16. A method for preparing a battery pack, characterized in that, include: Provides casing and secondary batteries; A first adhesive part is provided on the bottom wall of the box to bond and fix the bottom of the secondary battery to the first adhesive part; A second adhesive portion is provided between the top of the secondary battery and the top wall of the housing, and a third adhesive portion is provided between the outer periphery of the secondary battery and the side wall of the housing; The first adhesive portion, the second adhesive portion, and the third adhesive portion are all formed by curing an adhesive.

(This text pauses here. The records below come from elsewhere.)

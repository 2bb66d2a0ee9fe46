use std::fmt;
use std::path::Path;
use std::str::FromStr;

/// Data shape exported to disk.
#[derive(Clone, Copy, Debug, PartialEq, Eq)]
pub enum DataShape {
    Usernames,
    Detailed,
}

/// On-disk serialization format.
#[derive(Clone, Copy, Debug, PartialEq, Eq)]
pub enum FileFormat {
    Json,
    Csv,
    Txt,
    Jsonl,
}

impl FileFormat {
    /// Infer the format from an output path extension (case-insensitive).
    pub fn from_path(path: &Path) -> Option<Self> {
        let ext = path.extension()?.to_str()?.to_ascii_lowercase();
        ext.parse().ok()
    }
}

impl FromStr for DataShape {
    type Err = String;
    fn from_str(s: &str) -> Result<Self, Self::Err> {
        match s.trim().to_ascii_lowercase().as_str() {
            "usernames" => Ok(DataShape::Usernames),
            "detailed" => Ok(DataShape::Detailed),
            other => Err(format!("unknown data format '{other}' (expected usernames|detailed)")),
        }
    }
}

impl FromStr for FileFormat {
    type Err = String;
    fn from_str(s: &str) -> Result<Self, Self::Err> {
        match s.trim().to_ascii_lowercase().as_str() {
            "json" => Ok(FileFormat::Json),
            "csv" => Ok(FileFormat::Csv),
            "txt" => Ok(FileFormat::Txt),
            "jsonl" | "ndjson" => Ok(FileFormat::Jsonl),
            other => Err(format!("unknown file format '{other}' (expected json|csv|txt|jsonl)")),
        }
    }
}

impl fmt::Display for DataShape {
    fn fmt(&self, f: &mut fmt::Formatter<'_>) -> fmt::Result {
        f.write_str(match self {
            DataShape::Usernames => "usernames",
            DataShape::Detailed => "detailed",
        })
    }
}

impl fmt::Display for FileFormat {
    fn fmt(&self, f: &mut fmt::Formatter<'_>) -> fmt::Result {
        f.write_str(match self {
            FileFormat::Json => "json",
            FileFormat::Csv => "csv",
            FileFormat::Txt => "txt",
            FileFormat::Jsonl => "jsonl",
        })
    }
}

/// User-facing options with sensible defaults and builder chaining.
#[derive(Clone, Debug)]
pub struct ScrapeOptions {
    pub shortcode: String,
    pub page_size: u32,                 // comments requested per page, >= 1
    pub max_comments: Option<usize>,    // cap on qualifying parent comments
    pub min_likes: u64,                 // keep comments with like_count >= min_likes
    pub include_replies: bool,          // map one level of threaded replies
    pub dedupe: bool,                   // by id (detailed) or username (usernames)
    pub progress: bool,                 // show progress spinner
    pub progress_label: Option<String>, // optional label for progress spinner

    // output formatting
    pub human_timestamps: bool, // convert unix created_at to RFC3339 strings
}

impl Default for ScrapeOptions {
    fn default() -> Self {
        Self {
            shortcode: String::new(),
            page_size: 50,
            max_comments: None,
            min_likes: 0,
            include_replies: false,
            dedupe: true,
            progress: true,
            progress_label: None,
            human_timestamps: false,
        }
    }
}

impl ScrapeOptions {
    pub fn with_shortcode(mut self, shortcode: impl AsRef<str>) -> Self {
        self.shortcode = shortcode.as_ref().trim().to_string();
        self
    }
    pub fn with_page_size(mut self, n: u32) -> Self {
        self.page_size = n.max(1);
        self
    }
    /// `Some(0)` means "no limit".
    pub fn with_max_comments(mut self, max: Option<usize>) -> Self {
        self.max_comments = max.filter(|&n| n > 0);
        self
    }
    pub fn with_min_likes(mut self, n: u64) -> Self {
        self.min_likes = n;
        self
    }
    pub fn with_include_replies(mut self, yes: bool) -> Self {
        self.include_replies = yes;
        self
    }
    pub fn with_dedupe(mut self, yes: bool) -> Self {
        self.dedupe = yes;
        self
    }
    pub fn with_progress(mut self, yes: bool) -> Self {
        self.progress = yes;
        self
    }
    pub fn with_progress_label(mut self, label: impl Into<String>) -> Self {
        self.progress_label = Some(label.into());
        self
    }
    pub fn with_human_timestamps(mut self, yes: bool) -> Self {
        self.human_timestamps = yes;
        self
    }
}
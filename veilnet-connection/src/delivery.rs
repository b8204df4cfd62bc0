use std::collections::VecDeque;
use std::sync::atomic::{AtomicBool, Ordering};
use std::sync::{Arc, Mutex};
use std::thread;
use std::time::Duration;

use veilnet_wire::Packet;

use crate::collab::Dispatcher;

/// Capacity shared by both delivery disciplines' bounded queues
/// (spec.md §4.F: "capacity 20").
pub const QUEUE_CAPACITY: usize = 20;

/// How long the reader sleeps between retries while a queue is full;
/// the intended backpressure choke signal (spec.md §4.F: "~10 ms").
const PUSH_BACKOFF: Duration = Duration::from_millis(10);

/// How often `read_packet` polls an empty queue (spec.md §4.F:
/// "cooperative 1 ms poll").
const POP_POLL: Duration = Duration::from_millis(1);

pub type Callback = Arc<dyn Fn(Packet, usize) + Send + Sync>;

/// A bounded FIFO of `(packet, wire_byte_count)`. Used both as the
/// `ManualRead` pull queue and, when no callback is registered, as the
/// pending-events queue; the same object serves both roles, so toggling
/// `ManualRead` never needs to physically move entries between two
/// queues to keep FIFO order; it only changes how new arrivals and reads
/// are handled.
struct PacketQueue {
    items: Mutex<VecDeque<(Packet, usize)>>,
}

impl PacketQueue {
    fn new() -> Self {
        PacketQueue { items: Mutex::new(VecDeque::with_capacity(QUEUE_CAPACITY)) }
    }

    fn try_push(&self, item: (Packet, usize)) -> Result<(), (Packet, usize)> {
        let mut items = self.items.lock().unwrap();
        if items.len() >= QUEUE_CAPACITY {
            return Err(item);
        }
        items.push_back(item);
        Ok(())
    }

    /// Blocks in short sleeps until there is room, or `still_running`
    /// goes false (the connection is tearing down and should stop
    /// stalling the reader).
    fn push_blocking(&self, item: (Packet, usize), still_running: &dyn Fn() -> bool) {
        let mut item = item;
        loop {
            match self.try_push(item) {
                Ok(()) => return,
                Err(returned) => {
                    item = returned;
                    if !still_running() {
                        return;
                    }
                    thread::sleep(PUSH_BACKOFF);
                }
            }
        }
    }

    fn try_pop(&self) -> Option<(Packet, usize)> {
        self.items.lock().unwrap().pop_front()
    }

    fn pop_blocking(&self, still_running: &dyn Fn() -> bool) -> Option<(Packet, usize)> {
        loop {
            if let Some(item) = self.try_pop() {
                return Some(item);
            }
            if !still_running() {
                return None;
            }
            thread::sleep(POP_POLL);
        }
    }

    fn drain(&self) -> Vec<(Packet, usize)> {
        self.items.lock().unwrap().drain(..).collect()
    }
}

/// Owns both delivery paths and the registered callback.
///
/// The *decision* to flip `ManualRead` is made under the connection lock
/// (spec.md §4.G: it's a configuration-flags mutation), but the queue
/// push/pop traffic that happens every reader iteration and every
/// `read_packet` call is not: those go through `manual_read`'s atomic
/// load and the queue's own short-lived lock, so a consumer blocked in
/// `read_packet` never stalls the reader thread trying to deliver the
/// very packet it's waiting for.
pub struct Delivery {
    manual_read: AtomicBool,
    callback: Mutex<Option<Callback>>,
    queue: PacketQueue,
}

impl Delivery {
    pub fn new() -> Self {
        Delivery { manual_read: AtomicBool::new(false), callback: Mutex::new(None), queue: PacketQueue::new() }
    }

    pub fn manual_read(&self) -> bool {
        self.manual_read.load(Ordering::Acquire)
    }

    /// Called while holding the connection lock when the consumer flips
    /// `ManualRead` on: nothing to migrate since both disciplines share
    /// one queue, but any registered callback stops receiving new
    /// arrivals from this point on.
    pub fn enable_manual_read(&self) {
        self.manual_read.store(true, Ordering::Release);
    }

    /// Called while holding the connection lock when the consumer flips
    /// `ManualRead` off: if a callback is registered, drain whatever
    /// queued up while in pull mode to it now, in FIFO order, so nothing
    /// is stranded waiting for a `read_packet` call that will never come.
    pub fn disable_manual_read(&self) {
        self.manual_read.store(false, Ordering::Release);
        self.drain_to_callback_if_registered();
    }

    /// Registers (or replaces) the push-mode callback. If packets
    /// accumulated in the pending-events queue while none was
    /// registered, they are drained to it synchronously, in order,
    /// before this returns.
    pub fn set_callback(&self, callback: Callback) {
        *self.callback.lock().unwrap() = Some(callback);
        if !self.manual_read() {
            self.drain_to_callback_if_registered();
        }
    }

    fn drain_to_callback_if_registered(&self) {
        let callback = self.callback.lock().unwrap();
        if let Some(cb) = callback.as_ref() {
            for (packet, wire_len) in self.queue.drain() {
                cb(packet, wire_len);
            }
        }
    }

    /// Delivers one packet to the consumer per the current discipline.
    /// Blocks (with backpressure sleeps) if the packet has to queue and
    /// the queue is full; this is the reader thread's intentional
    /// choke point.
    pub fn deliver(
        &self,
        dispatcher: &dyn Dispatcher,
        packet: Packet,
        wire_len: usize,
        still_running: &dyn Fn() -> bool,
    ) {
        if self.manual_read() {
            self.queue.push_blocking((packet, wire_len), still_running);
            return;
        }
        let callback = self.callback.lock().unwrap().clone();
        match callback {
            Some(cb) => dispatcher.dispatch(Box::new(move || cb(packet, wire_len))),
            None => self.queue.push_blocking((packet, wire_len), still_running),
        }
    }

    pub fn read_packet_blocking(&self, still_running: &dyn Fn() -> bool) -> Option<(Packet, usize)> {
        self.queue.pop_blocking(still_running)
    }
}

#[cfg(test)]
mod test_delivery {
    use super::*;
    use crate::collab::InlineDispatcher;
    use std::sync::atomic::{AtomicUsize, Ordering};

    fn always_running() -> bool {
        true
    }

    #[test]
    fn pull_mode_preserves_fifo_order() {
        let delivery = Delivery::new();
        delivery.enable_manual_read();
        let dispatcher = InlineDispatcher;

        for i in 0..5u32 {
            delivery.deliver(&dispatcher, Packet::new(i, vec![]), 0, &always_running);
        }
        for i in 0..5u32 {
            let (packet, _) = delivery.read_packet_blocking(&always_running).unwrap();
            assert_eq!(packet.type_id, i);
        }
    }

    #[test]
    fn push_mode_drains_pending_queue_in_order_on_registration() {
        let delivery = Delivery::new();
        let dispatcher = InlineDispatcher;

        for i in 0..3u32 {
            delivery.deliver(&dispatcher, Packet::new(i, vec![]), 0, &always_running);
        }

        let seen = Arc::new(Mutex::new(Vec::new()));
        let seen_clone = seen.clone();
        delivery.set_callback(Arc::new(move |p, _| seen_clone.lock().unwrap().push(p.type_id)));

        assert_eq!(*seen.lock().unwrap(), vec![0, 1, 2]);
    }

    #[test]
    fn push_mode_delivers_live_packets_through_callback() {
        let delivery = Delivery::new();
        let dispatcher = InlineDispatcher;
        let count = Arc::new(AtomicUsize::new(0));
        let count_clone = count.clone();
        delivery.set_callback(Arc::new(move |_, _| {
            count_clone.fetch_add(1, Ordering::SeqCst);
        }));

        delivery.deliver(&dispatcher, Packet::new(7, vec![]), 0, &always_running);
        assert_eq!(count.load(Ordering::SeqCst), 1);
    }

    #[test]
    fn toggling_manual_read_off_flushes_queued_packets_to_callback() {
        let delivery = Delivery::new();
        let dispatcher = InlineDispatcher;
        delivery.enable_manual_read();
        delivery.deliver(&dispatcher, Packet::new(1, vec![]), 0, &always_running);
        delivery.deliver(&dispatcher, Packet::new(2, vec![]), 0, &always_running);

        let seen = Arc::new(Mutex::new(Vec::new()));
        let seen_clone = seen.clone();
        delivery.set_callback(Arc::new(move |p, _| seen_clone.lock().unwrap().push(p.type_id)));
        // still manual_read: registering a callback doesn't drain yet.
        assert!(seen.lock().unwrap().is_empty());

        delivery.disable_manual_read();
        assert_eq!(*seen.lock().unwrap(), vec![1, 2]);
    }
}
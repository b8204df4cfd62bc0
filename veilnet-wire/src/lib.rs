#![forbid(unsafe_code)]

mod connection_id;
mod frame;
mod packet;
pub mod type_id;

pub use connection_id::ConnectionId;
pub use frame::{
    read_encrypted_packet, read_frame, read_line, write_encrypted_packet, write_frame, write_line,
    WireError,
};
pub use packet::Packet;
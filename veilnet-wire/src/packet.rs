use serde::{Deserialize, Serialize};

use crate::frame::WireError;

/// The envelope carried inside every frame. `type_id` is drawn from the
/// closed control set in `type_id` or from a user-defined, disjoint
/// range.
#[derive(Debug, Clone, PartialEq, Eq, Serialize, Deserialize)]
pub struct Packet {
    pub type_id: u32,
    pub data: Vec<u8>,
}

impl Packet {
    pub fn new(type_id: u32, data: Vec<u8>) -> Self {
        Packet { type_id, data }
    }

    /// Canonical binary form. `data` is the envelope's last field, so a
    /// peer that appends trailing bytes to a future, wider envelope
    /// cannot desync this decoder; bincode has no length-delimited
    /// "rest of the fields" ambiguity to worry about here.
    pub fn serialize(&self) -> Result<Vec<u8>, WireError> {
        bincode::serialize(self).map_err(WireError::Encode)
    }

    pub fn deserialize(bytes: &[u8]) -> Result<Self, WireError> {
        bincode::deserialize(bytes).map_err(WireError::Decode)
    }
}

#[cfg(test)]
mod test_packet {
    use super::*;
    use proptest::prelude::*;

    #[test]
    fn round_trips_empty_payload() {
        let p = Packet::new(1000, vec![]);
        assert_eq!(Packet::deserialize(&p.serialize().unwrap()).unwrap(), p);
    }

    proptest! {
        #[test]
        fn round_trips_arbitrary_payloads(type_id: u32, data in proptest::collection::vec(any::<u8>(), 0..65536)) {
            let p = Packet::new(type_id, data);
            let bytes = p.serialize().unwrap();
            let back = Packet::deserialize(&bytes).unwrap();
            prop_assert_eq!(back, p);
        }
    }

    #[test]
    fn rejects_garbage_bytes() {
        assert!(Packet::deserialize(&[0xFF; 3]).is_err());
    }
}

17. The method for preparing the battery pack as described in claim 16, characterized in that, The provision of a second adhesive portion between the top of the secondary battery and the top wall of the casing, and the provision of a third adhesive portion between the outer periphery of the secondary battery and the side wall of the casing, includes: Provide component A and component B; The components A and B are mixed in a mass ratio of 1:(0.8-1.1) to obtain a mixture. The mixture is injected into the box, and then the box is sealed. The mixture reacts and foams inside the box, and the foamed polyurethane filling the space between the top of the secondary battery and the top wall of the box cures to form the second adhesive part. The foamed polyurethane filling the space between the outer periphery of the secondary battery and the side wall of the box cures to form the third adhesive part.

18. An electrical appliance, characterized in that, This includes the battery pack as described in any one of claims 1 to 15 or the battery pack prepared by the method described in claim 16 or 17.